The buzz among bloggers and others on the Web was over the rifts that surfaced at the annual meetings. One writer at Slashdot said that although there are plenty of examples of "technology companies like Google kowtowing to repressive politic regimes such as China's," the shareholder proposal raised at Google's annual meeting was particularly "interesting." Another writer responded with "so the 'Do No Evil' [Google's self-proclaimed guiding principle] actually lasted about 5 seconds into Google becoming" a publicly traded company.

Google Defeats China Proposal

The proposal came from the Comptroller of New York City, which controls almost 500,000 Google shares through pension funds for the city's policemen, firemen, and other municipal workers. Patrick Doherty, from the comptroller's office, spoke at the gathering and said Google's current policies in China make it complicit in that country's efforts to stop free speech on the Web. He called on the company to stop engaging in "proactive censorship" and to "use all legal means to resist censorship."

Google urged shareholders to vote against the proposal. David Drummond, Google's senior vice-president for corporate development, said that the company is "committed to free expression." He said the New York City proposal would force the company to shut down its Google.cn site, the search engine that operates in China, and that would result in less information being available in that country, instead of more. "Applying a rigid set of rules is not always going to get us the right outcome," he said. Moments later, the proposal was officially voted down.

But that certainly won't be the end of the issue. One writer at the Web site of the Berkman Center for Internet & Society at Harvard Law School said "businesses such as Google and Yahoo! (YHOO), despite their own initiatives, are going to be required to take action to deal with this issue." The person pointed out that there may be legislative or regulatory action on the issue in the future. "The question remains whether government, corporate shareholders, or the companies themselves will make the final decision on the terms of which freedom of expression and privacy are maintained online, around the world."

Apple: The Scandal That Won't Quit

Apple's shareholder meeting was a bit of a contrast. One man who spoke at Google said he attended both.
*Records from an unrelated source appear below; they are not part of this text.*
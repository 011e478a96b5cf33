//! Turning walker output into [`FileEntry`] records

use std::path::Path;

use crate::crawler::WalkEntry;
use crate::error::Result;
use crate::fs::{FileSystem, OsFileSystem};
use crate::hashing::{self, HashAlgorithm};
use crate::types::{DEFAULT_BLOCK_SIZE, FileEntry};

/// Which digests to compute and how to read files for them
#[derive(Debug, Clone, PartialEq, Eq)]
pub struct HashOptions {
    /// Algorithms fed in parallel from the same blocks
    pub algorithms: Vec<HashAlgorithm>,
    /// Bytes read per block
    pub block_size: usize,
}

impl Default for HashOptions {
    fn default() -> Self {
        Self { algorithms: HashAlgorithm::ALL.to_vec(), block_size: DEFAULT_BLOCK_SIZE }
    }
}

/// Build the result record for a walked entry
///
/// Digests are computed for regular files only, and only when `hashing` is set.
///
/// # Errors
/// Returns [`crate::error::Error::Hash`] if the file cannot be read in full.
pub fn enrich(entry: WalkEntry, hashing: Option<&HashOptions>) -> Result<FileEntry> {
    let content_hashes = match hashing {
        Some(options) if entry.stat.is_file() => Some(hashing::hash_file(
            &entry.path,
            options.algorithms.iter().copied(),
            options.block_size,
        )?),
        _ => None,
    };

    let name = entry.path.file_name().map_or_else(
        || entry.path.to_string_lossy().into_owned(),
        |name| name.to_string_lossy().into_owned(),
    );

    Ok(FileEntry {
        name,
        kind: entry.stat.kind,
        size: entry.stat.size,
        last_modified_time: entry.stat.modified,
        last_accessed_time: entry.stat.accessed,
        last_changed_time: entry.stat.changed,
        content_hashes,
        seen_time: entry.seen_time,
        real_path: entry.real_path,
        path: entry.path,
    })
}

/// Describe a single path without walking
///
/// The path is made absolute first.
///
/// # Errors
/// Returns error if the path cannot be stat'ed or, when hashing, read.
pub fn file_metadata(
    path: &Path,
    follow_symlinks: bool,
    hashing: Option<&HashOptions>,
) -> Result<FileEntry> {
    let path = std::path::absolute(path)?;
    let fs = OsFileSystem;

    let link_stat = fs.stat(&path, false)?;
    let real_path = if link_stat.is_symlink() { fs.real_path(&path).ok() } else { None };
    let stat = if follow_symlinks && link_stat.is_symlink() {
        fs.stat(&path, true)?
    } else {
        link_stat
    };

    let entry = WalkEntry { path, depth: 0, stat, real_path, seen_time: chrono::Utc::now() };
    enrich(entry, hashing)
}

#[cfg(test)]
mod tests {
    use std::fs::{self, File};
    use std::io::Write;

    use tempfile::TempDir;

    use super::*;
    use crate::error::Error;
    use crate::types::FileKind;

    #[test]
    fn test_enrich_regular_file_with_hashes() {
        let temp_dir = TempDir::new().unwrap();
        let path = temp_dir.path().join("hello.txt");
        File::create(&path).unwrap().write_all(b"hello world").unwrap();

        let entry = file_metadata(&path, false, Some(&HashOptions::default())).unwrap();
        assert_eq!(entry.name, "hello.txt");
        assert_eq!(entry.size, 11);
        assert_eq!(entry.kind, FileKind::File);
        let hashes = entry.content_hashes.unwrap();
        assert_eq!(hashes["md5"], "5eb63bbbe01eeed093cb22bb8f5acdc3");
        assert_eq!(hashes.len(), 4);
    }

    #[test]
    fn test_enrich_without_hashing() {
        let temp_dir = TempDir::new().unwrap();
        let path = temp_dir.path().join("quiet.txt");
        File::create(&path).unwrap();

        let entry = file_metadata(&path, false, None).unwrap();
        assert!(entry.content_hashes.is_none());
        assert_eq!(entry.size, 0);
        assert!(entry.real_path.is_none());
    }

    #[test]
    fn test_directories_are_never_hashed() {
        let temp_dir = TempDir::new().unwrap();

        let entry = file_metadata(temp_dir.path(), false, Some(&HashOptions::default())).unwrap();
        assert_eq!(entry.kind, FileKind::Directory);
        assert!(entry.content_hashes.is_none());
    }

    #[test]
    fn test_selected_algorithms() {
        let temp_dir = TempDir::new().unwrap();
        let path = temp_dir.path().join("a.bin");
        File::create(&path).unwrap().write_all(b"hello world").unwrap();

        let options = HashOptions { algorithms: vec![HashAlgorithm::Sha256], block_size: 4 };
        let hashes = file_metadata(&path, false, Some(&options)).unwrap().content_hashes.unwrap();
        assert_eq!(hashes.len(), 1);
        assert_eq!(
            hashes["sha256"],
            "b94d27b9934d3e08a52e52d7da7dabfac484efe37a5380ee9088f7ace2efcde9"
        );
    }

    #[test]
    fn test_vanished_file_surfaces_hash_error() {
        let temp_dir = TempDir::new().unwrap();
        let path = temp_dir.path().join("short-lived.txt");
        File::create(&path).unwrap();
        let entry = file_metadata(&path, false, None).unwrap();
        fs::remove_file(&path).unwrap();

        // Stat of a live directory, relabelled to look like the removed file
        let mut stat = OsFileSystem.stat(temp_dir.path(), false).unwrap();
        stat.kind = FileKind::File;
        let walk_entry = WalkEntry {
            path: entry.path,
            depth: 0,
            stat,
            real_path: None,
            seen_time: entry.seen_time,
        };
        assert!(matches!(
            enrich(walk_entry, Some(&HashOptions::default())),
            Err(Error::Hash { .. })
        ));
    }

    #[test]
    fn test_missing_path_is_io_error() {
        let temp_dir = TempDir::new().unwrap();
        let result = file_metadata(&temp_dir.path().join("nope"), false, None);
        assert!(matches!(result, Err(Error::Io(_))));
    }

    #[cfg(unix)]
    #[test]
    fn test_symlink_reports_real_path() {
        let temp_dir = TempDir::new().unwrap();
        let target = temp_dir.path().join("target.txt");
        File::create(&target).unwrap().write_all(b"12345").unwrap();
        let link = temp_dir.path().join("link.txt");
        std::os::unix::fs::symlink(&target, &link).unwrap();

        let lstat = file_metadata(&link, false, None).unwrap();
        assert_eq!(lstat.kind, FileKind::Symlink);
        assert_eq!(lstat.real_path, Some(fs::canonicalize(&target).unwrap()));

        let followed = file_metadata(&link, true, Some(&HashOptions::default())).unwrap();
        assert_eq!(followed.kind, FileKind::File);
        assert_eq!(followed.size, 5);
        assert!(followed.content_hashes.is_some());
    }
}
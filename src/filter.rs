//! Size, name and result-count filtering of walker output

use std::path::Path;

use globset::{GlobBuilder, GlobSet, GlobSetBuilder};
use log::warn;

use crate::crawler::WalkEntry;
use crate::error::{Error, Result};

/// Inclusive byte-size bounds; unset bounds are open
#[derive(Debug, Default, Clone, Copy, PartialEq, Eq)]
pub struct SizeRange {
    /// Smallest accepted size
    pub min: Option<u64>,
    /// Largest accepted size
    pub max: Option<u64>,
}

impl SizeRange {
    /// Create a new size range
    #[must_use]
    pub const fn new(min: Option<u64>, max: Option<u64>) -> Self {
        Self { min, max }
    }

    /// Returns true if `size` lies within the bounds
    #[must_use]
    pub fn contains(&self, size: u64) -> bool {
        self.min.is_none_or(|min| size >= min) && self.max.is_none_or(|max| size <= max)
    }

    /// Check that the bounds are ordered
    ///
    /// # Errors
    /// Returns error if both bounds are set and `min > max`.
    pub fn validate(&self) -> Result<()> {
        match (self.min, self.max) {
            (Some(min), Some(max)) if min > max => Err(Error::config(format!(
                "minimum size {min} is larger than maximum size {max}"
            ))),
            _ => Ok(()),
        }
    }
}

/// Shell-glob matcher for entry names and paths
///
/// `*` crosses path separators, as with `fnmatch`.
#[derive(Debug, Clone)]
pub struct NameMatcher {
    /// Compiled patterns
    set:        GlobSet,
    /// Whether any pattern was supplied at all
    configured: bool,
}

impl NameMatcher {
    /// Compile patterns, dropping malformed ones with a warning
    ///
    /// If every pattern is malformed the matcher matches nothing.
    #[must_use]
    pub fn new<I, S>(patterns: I, case_sensitive: bool) -> Self
    where
        I: IntoIterator<Item = S>,
        S: AsRef<str>,
    {
        let mut builder = GlobSetBuilder::new();
        let mut configured = false;
        for pattern in patterns {
            configured = true;
            match compile(pattern.as_ref(), case_sensitive) {
                Ok(glob) => {
                    builder.add(glob);
                },
                Err(e) => warn!("{e}; the pattern will match nothing"),
            }
        }
        let set = builder.build().unwrap_or_else(|e| {
            warn!("Failed to build pattern set: {e}");
            GlobSet::empty()
        });
        Self { set, configured }
    }

    /// Compile patterns, failing on the first malformed one
    ///
    /// # Errors
    /// Returns error if any pattern is not a valid glob.
    pub fn strict<I, S>(patterns: I, case_sensitive: bool) -> Result<Self>
    where
        I: IntoIterator<Item = S>,
        S: AsRef<str>,
    {
        let mut builder = GlobSetBuilder::new();
        let mut configured = false;
        for pattern in patterns {
            configured = true;
            builder.add(compile(pattern.as_ref(), case_sensitive)?);
        }
        let set = builder.build().map_err(|e| Error::InvalidPattern(e.to_string()))?;
        Ok(Self { set, configured })
    }

    /// Returns true if no pattern was supplied
    #[must_use]
    pub const fn is_empty(&self) -> bool {
        !self.configured
    }

    /// Check a single string or path against every pattern
    #[must_use]
    pub fn is_match(&self, candidate: impl AsRef<Path>) -> bool {
        self.set.is_match(candidate)
    }

    /// Check an entry's name, path and, for symlinks, its target
    #[must_use]
    pub fn matches(&self, entry: &WalkEntry) -> bool {
        if !self.configured {
            return true;
        }
        let own = [entry.path.as_path()];
        let target = entry.real_path.as_deref();
        own.into_iter().chain(target).any(|path| {
            path.file_name().is_some_and(|name| self.is_match(name)) || self.is_match(path)
        })
    }
}

impl Default for NameMatcher {
    fn default() -> Self {
        Self { set: GlobSet::empty(), configured: false }
    }
}

fn compile(pattern: &str, case_sensitive: bool) -> Result<globset::Glob> {
    GlobBuilder::new(pattern)
        .case_insensitive(!case_sensitive)
        .literal_separator(false)
        .build()
        .map_err(|e| Error::InvalidPattern(format!("{pattern}: {e}")))
}

/// Iterator adapter applying size bounds, name patterns and a result cap
#[derive(Debug)]
pub struct ResultFilter<'a, I> {
    /// Upstream walker output
    inner:     I,
    /// Accepted sizes
    sizes:     SizeRange,
    /// Accepted names
    names:     &'a NameMatcher,
    /// Entries still allowed through, `None` for unlimited
    remaining: Option<usize>,
}

impl<'a, I> ResultFilter<'a, I>
where
    I: Iterator<Item = WalkEntry>,
{
    /// Wrap a walker stream
    #[must_use]
    pub const fn new(
        inner: I,
        sizes: SizeRange,
        names: &'a NameMatcher,
        max_results: Option<usize>,
    ) -> Self {
        Self { inner, sizes, names, remaining: max_results }
    }

    /// Returns true if the entry passes size and name rules
    fn accepts(&self, entry: &WalkEntry) -> bool {
        self.sizes.contains(entry.stat.size) && self.names.matches(entry)
    }
}

impl<I> Iterator for ResultFilter<'_, I>
where
    I: Iterator<Item = WalkEntry>,
{
    type Item = WalkEntry;

    fn next(&mut self) -> Option<Self::Item> {
        if self.remaining == Some(0) {
            return None;
        }
        loop {
            let entry = self.inner.next()?;
            if !self.accepts(&entry) {
                continue;
            }
            if let Some(remaining) = self.remaining.as_mut() {
                *remaining -= 1;
            }
            return Some(entry);
        }
    }
}
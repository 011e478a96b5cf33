//! Error types for `hodgepodge`

use std::path::PathBuf;

use thiserror::Error;

/// Custom result type for `hodgepodge` operations
pub type Result<T> = std::result::Result<T, Error>;

/// Error types for `hodgepodge`
#[derive(Debug, Error)]
pub enum Error {
    /// IO operation failed
    #[error("Error: {0}")]
    Io(#[from] std::io::Error),

    /// Search configuration is inconsistent
    #[error("Error: Invalid configuration: {0}")]
    InvalidConfig(String),

    /// Glob pattern could not be compiled
    #[error("Error: Invalid pattern: {0}")]
    InvalidPattern(String),

    /// Hash algorithm name is not known
    #[error("Error: Unsupported hash algorithm: {0}")]
    UnsupportedAlgorithm(String),

    /// Hashing a file failed part way
    #[error("Error: Failed to hash {}: {source}", path.display())]
    Hash {
        /// File being hashed
        path:   PathBuf,
        /// Underlying read failure
        source: std::io::Error,
    },
}

impl Error {
    /// Create a new configuration error
    #[must_use]
    pub fn config(msg: impl Into<String>) -> Self {
        Self::InvalidConfig(msg.into())
    }

    /// Get a user-friendly error message with action items
    #[must_use]
    pub fn user_message(&self) -> String {
        match self {
            Self::Io(e) => format!("Error: {e}\nTip: Check file permissions and try again"),
            Self::InvalidConfig(msg) => {
                format!("Error: {msg}\nTip: Check the size, depth and hashing options")
            },
            Self::InvalidPattern(msg) => {
                format!("Error: Invalid pattern {msg}\nTip: Patterns use shell glob syntax (*, ?, [...])")
            },
            Self::UnsupportedAlgorithm(name) => {
                format!("Error: Unsupported hash algorithm '{name}'\nTip: Use md5, sha1, sha256 or sha512")
            },
            Self::Hash { path, source } => format!(
                "Error: Failed to hash {}: {source}\nTip: The file may have been removed or is \
                 not readable",
                path.display()
            ),
        }
    }
}

#[cfg(test)]
mod tests {
    use super::*;

    #[test]
    fn test_user_message_has_tip() {
        let errors = [
            Error::config("minimum size exceeds maximum size"),
            Error::InvalidPattern("[".into()),
            Error::UnsupportedAlgorithm("crc64".into()),
            Error::Hash {
                path:   PathBuf::from("/gone"),
                source: std::io::Error::from(std::io::ErrorKind::NotFound),
            },
        ];
        for error in errors {
            assert!(error.user_message().contains("Tip:"), "{error}");
        }
    }

    #[test]
    fn test_hash_error_names_path() {
        let error = Error::Hash {
            path:   PathBuf::from("/var/log/syslog"),
            source: std::io::Error::from(std::io::ErrorKind::PermissionDenied),
        };
        assert!(error.to_string().contains("/var/log/syslog"));
    }
}
//! Filesystem primitives consumed by the walker

use std::fs::{self, Metadata};
use std::io;
use std::path::{Path, PathBuf};

use chrono::{DateTime, Utc};

use crate::types::{FileKind, StatResult};

/// Iterator over the paths of a directory's direct children
pub type DirEntries = Box<dyn Iterator<Item = io::Result<PathBuf>> + Send>;

/// Directory listing and stat capability
///
/// The walker never touches `std::fs` directly so tests can fake device ids
/// and unusual trees.
pub trait FileSystem {
    /// List the direct children of `path`
    ///
    /// # Errors
    /// Returns error if the directory cannot be opened.
    fn read_dir(&self, path: &Path) -> io::Result<DirEntries>;

    /// Stat `path`, following a final symlink only when `follow_symlinks`
    ///
    /// # Errors
    /// Returns error if the path does not exist or cannot be stat'ed.
    fn stat(&self, path: &Path, follow_symlinks: bool) -> io::Result<StatResult>;

    /// Resolve every symlink in `path`
    ///
    /// # Errors
    /// Returns error if any component does not exist.
    fn real_path(&self, path: &Path) -> io::Result<PathBuf>;
}

/// [`FileSystem`] backed by the host operating system
#[derive(Debug, Clone, Copy, Default)]
pub struct OsFileSystem;

impl FileSystem for OsFileSystem {
    fn read_dir(&self, path: &Path) -> io::Result<DirEntries> {
        let entries = fs::read_dir(path)?;
        Ok(Box::new(entries.map(|entry| entry.map(|e| e.path()))))
    }

    fn stat(&self, path: &Path, follow_symlinks: bool) -> io::Result<StatResult> {
        let metadata =
            if follow_symlinks { fs::metadata(path)? } else { fs::symlink_metadata(path)? };
        Ok(stat_from_metadata(&metadata))
    }

    fn real_path(&self, path: &Path) -> io::Result<PathBuf> {
        fs::canonicalize(path)
    }
}

fn kind_of(metadata: &Metadata) -> FileKind {
    let file_type = metadata.file_type();
    if file_type.is_symlink() {
        FileKind::Symlink
    } else if file_type.is_dir() {
        FileKind::Directory
    } else if file_type.is_file() {
        FileKind::File
    } else {
        FileKind::Other
    }
}

#[cfg(unix)]
fn timestamp(secs: i64, nsecs: i64) -> DateTime<Utc> {
    let nsecs = u32::try_from(nsecs).unwrap_or(0);
    DateTime::from_timestamp(secs, nsecs).unwrap_or_default()
}

/// Convert `std` metadata into a [`StatResult`]
#[cfg(unix)]
#[must_use]
pub fn stat_from_metadata(metadata: &Metadata) -> StatResult {
    use std::os::unix::fs::MetadataExt;

    StatResult {
        kind:     kind_of(metadata),
        mode:     metadata.mode(),
        inode:    metadata.ino(),
        device:   metadata.dev(),
        links:    metadata.nlink(),
        uid:      metadata.uid(),
        gid:      metadata.gid(),
        size:     metadata.size(),
        accessed: timestamp(metadata.atime(), metadata.atime_nsec()),
        modified: timestamp(metadata.mtime(), metadata.mtime_nsec()),
        changed:  timestamp(metadata.ctime(), metadata.ctime_nsec()),
    }
}

/// Convert `std` metadata into a [`StatResult`]
#[cfg(not(unix))]
#[must_use]
pub fn stat_from_metadata(metadata: &Metadata) -> StatResult {
    let modified = metadata.modified().map(DateTime::<Utc>::from).unwrap_or_default();
    StatResult {
        kind: kind_of(metadata),
        mode: 0,
        inode: 0,
        device: 0,
        links: 1,
        uid: 0,
        gid: 0,
        size: metadata.len(),
        accessed: metadata.accessed().map(DateTime::<Utc>::from).unwrap_or(modified),
        modified,
        changed: modified,
    }
}
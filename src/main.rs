#![deny(
    missing_debug_implementations,
    missing_docs,
    clippy::all,
    clippy::pedantic,
    clippy::nursery
)]
//! `hodge` - Search file trees from the command line.

use std::io::{self, Write};
use std::path::{Path, PathBuf};

use clap::{Args, Parser, Subcommand};
use clap_cargo::style::CLAP_STYLING;
use hodgepodge::error::Result;
use hodgepodge::filter::NameMatcher;
use hodgepodge::hashing::{self, HashAlgorithm};
use hodgepodge::metadata::{self, HashOptions};
use hodgepodge::search::{FileSearch, SearchSpec};
use hodgepodge::types::DEFAULT_BLOCK_SIZE;
use humansize::{DECIMAL, format_size};
use log::debug;

/// CLI arguments for `hodge`
#[derive(Parser, Debug)]
#[command(author, version, about, styles = CLAP_STYLING)]
struct Cli {
    /// Log pruning decisions and skipped entries
    #[arg(short, long, global = true)]
    verbose: bool,

    #[command(subcommand)]
    command: Command,
}

/// Available commands
#[derive(Subcommand, Debug)]
enum Command {
    /// Search file trees
    #[command(subcommand_precedence_over_arg = true)]
    Search {
        #[command(flatten)]
        args:   SearchArgs,
        /// What to print for the matches
        #[command(subcommand)]
        output: Option<Output>,
    },
    /// Print content digests of a file
    Hash {
        /// File to hash
        file:       PathBuf,
        /// Digest to compute; repeat for several (default: all)
        #[arg(short, long = "algorithm")]
        algorithms: Vec<HashAlgorithm>,
        /// Bytes read per block
        #[arg(long, default_value_t = DEFAULT_BLOCK_SIZE)]
        block_size: usize,
    },
    /// Print the metadata of a single path as JSON
    Stat {
        /// Path to describe
        path:            PathBuf,
        /// Describe the target of a symlink instead of the link
        #[arg(short = 'L', long)]
        follow_symlinks: bool,
        /// Include content digests
        #[arg(long)]
        hashes:          bool,
    },
}

/// Where and what to search
#[derive(Args, Debug)]
struct SearchArgs {
    /// Starting paths; globs, `$VAR` and `~` are expanded
    #[arg(default_value = ".")]
    roots:           Vec<String>,
    /// Subtree to skip; repeat for several
    #[arg(short = 'x', long = "exclude")]
    exclude:         Vec<String>,
    /// Glob matched against names and paths; repeat for several
    #[arg(short, long = "pattern")]
    patterns:        Vec<String>,
    /// Smallest size in bytes
    #[arg(long)]
    min_size:        Option<u64>,
    /// Largest size in bytes
    #[arg(long)]
    max_size:        Option<u64>,
    /// Directory levels below each root to list
    #[arg(short = 'd', long)]
    max_depth:       Option<usize>,
    /// Stop after this many matches
    #[arg(short = 'n', long)]
    max_results:     Option<usize>,
    /// Follow symbolic links
    #[arg(short = 'L', long)]
    follow_symlinks: bool,
    /// Stay on the filesystem of each root
    #[arg(long)]
    no_mounts:       bool,
    /// Match patterns without folding case
    #[arg(short = 'c', long)]
    case_sensitive:  bool,
}

/// Output modes of `search`
#[derive(Subcommand, Debug)]
enum Output {
    /// Print matching paths (default)
    Paths,
    /// Print the number of matches
    Count,
    /// Print one JSON record per match
    Metadata {
        /// Include content digests of regular files
        #[arg(long)]
        hashes:     bool,
        /// Digest to compute; repeat for several (default: all)
        #[arg(short, long = "algorithm")]
        algorithms: Vec<HashAlgorithm>,
    },
    /// Print the combined size of the matches
    TotalSize,
}

impl SearchArgs {
    /// Map the flags onto search settings
    fn into_spec(self) -> Result<SearchSpec> {
        // Fail fast here; the library only warns about bad patterns
        NameMatcher::strict(&self.patterns, self.case_sensitive)?;

        Ok(SearchSpec::new(self.roots)
            .with_excluded_paths(self.exclude)
            .with_name_patterns(self.patterns)
            .with_case_sensitive(self.case_sensitive)
            .with_min_size(self.min_size)
            .with_max_size(self.max_size)
            .with_max_depth(self.max_depth)
            .with_max_results(self.max_results)
            .with_follow_symlinks(self.follow_symlinks)
            .with_follow_mount_points(!self.no_mounts))
    }
}

/// Fall back to every algorithm when none was named
fn selected(algorithms: Vec<HashAlgorithm>) -> Vec<HashAlgorithm> {
    if algorithms.is_empty() { HashAlgorithm::ALL.to_vec() } else { algorithms }
}

/// Install the logger; `RUST_LOG` wins over `--verbose`
fn init_logging(verbose: bool) {
    let default_filter = if verbose { "debug" } else { "warn" };
    env_logger::Builder::from_env(env_logger::Env::default().default_filter_or(default_filter))
        .format_timestamp_millis()
        .init();
}

/// Run a search and print its results
fn search(args: SearchArgs, output: Output) -> Result<()> {
    let mut spec = args.into_spec()?;
    if let Output::Metadata { hashes, algorithms } = &output {
        spec = spec.with_content_hashes(*hashes).with_hash_algorithms(selected(algorithms.clone()));
    }
    let search = FileSearch::new(spec)?;

    let stdout = io::stdout();
    let mut out = stdout.lock();
    match output {
        Output::Paths => {
            for path in search.paths() {
                writeln!(out, "{}", path.display())?;
            }
        },
        Output::Count => writeln!(out, "{}", search.count())?,
        Output::Metadata { .. } => {
            for result in &search {
                match result {
                    Ok(entry) => {
                        let line = serde_json::to_string(&entry).map_err(io::Error::from)?;
                        writeln!(out, "{line}")?;
                    },
                    Err(e) => debug!("Skipping entry: {e}"),
                }
            }
        },
        Output::TotalSize => writeln!(out, "{}", format_size(search.total_size(), DECIMAL))?,
    }
    Ok(())
}

/// Print `algorithm  digest` lines for one file
fn hash(file: &Path, algorithms: Vec<HashAlgorithm>, block_size: usize) -> Result<()> {
    if block_size == 0 {
        return Err(hodgepodge::Error::config("block size must be at least one byte"));
    }
    let hashes = hashing::hash_file(file, selected(algorithms), block_size)?;

    let stdout = io::stdout();
    let mut out = stdout.lock();
    for (algorithm, digest) in hashes {
        writeln!(out, "{algorithm}  {digest}")?;
    }
    Ok(())
}

/// Print one path's metadata as JSON
fn stat(path: &Path, follow_symlinks: bool, hashes: bool) -> Result<()> {
    let options = hashes.then(HashOptions::default);
    let entry = metadata::file_metadata(path, follow_symlinks, options.as_ref())?;
    let line = serde_json::to_string_pretty(&entry).map_err(io::Error::from)?;
    println!("{line}");
    Ok(())
}

fn main() {
    let cli = Cli::parse();
    init_logging(cli.verbose);

    let result = match cli.command {
        Command::Search { args, output } => search(args, output.unwrap_or(Output::Paths)),
        Command::Hash { file, algorithms, block_size } => hash(&file, algorithms, block_size),
        Command::Stat { path, follow_symlinks, hashes } => stat(&path, follow_symlinks, hashes),
    };

    if let Err(e) = result {
        eprintln!("{}", e.user_message());
        std::process::exit(1);
    }
}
He complained that the security at Apple was "worse than at the airport" and that his pocket knife had been confiscated at Apple's gathering. (He held it up at Google's in praise of the more relaxed security.) He declared himself "totally unimpressed" with Jobs, but happy with Schmidt's willingness to share his thoughts on strategy and initiatives.

The Apple faithful turned out in force, with some of the most extensive reporting from specialists like those at MacWorld. There were critics, too, however. Most of the sharpest attacks came from shareholders concerned about the options grants to Jobs and other executives, a compensation issue that has come under scrutiny in recent months. "The stock options backdating scandal that just won't go away" is how one writer described it at the Apple blog.

Jobs also faced an unwanted shareholder proposal. The Amalgamated Bank's LongView Collective Investment Fund joined with the Connecticut Retirement Plans & Trust Fund to propose much tighter restrictions on how Apple awards stock options to its top executives. Because the company said it had found "irregularities" in how its options were doled out in the past, the shareholders asked that the date of such awards be designated in advance for all future awards.

Shareholders Vote

Plenty of bloggers weighed in in favor of the proposal. At MacUser, one person said the initiative seemed like a good idea "if not to curb any future hint of impropriety than [sic] at least for the positive image."

Apple, however, recommended that shareholders reject the initiative. The company said it was unnecessary because it hasn't granted options to senior executives for several years and because it would hamper the company's ability to attract and retain key people. Apple said the proposal had been voted down.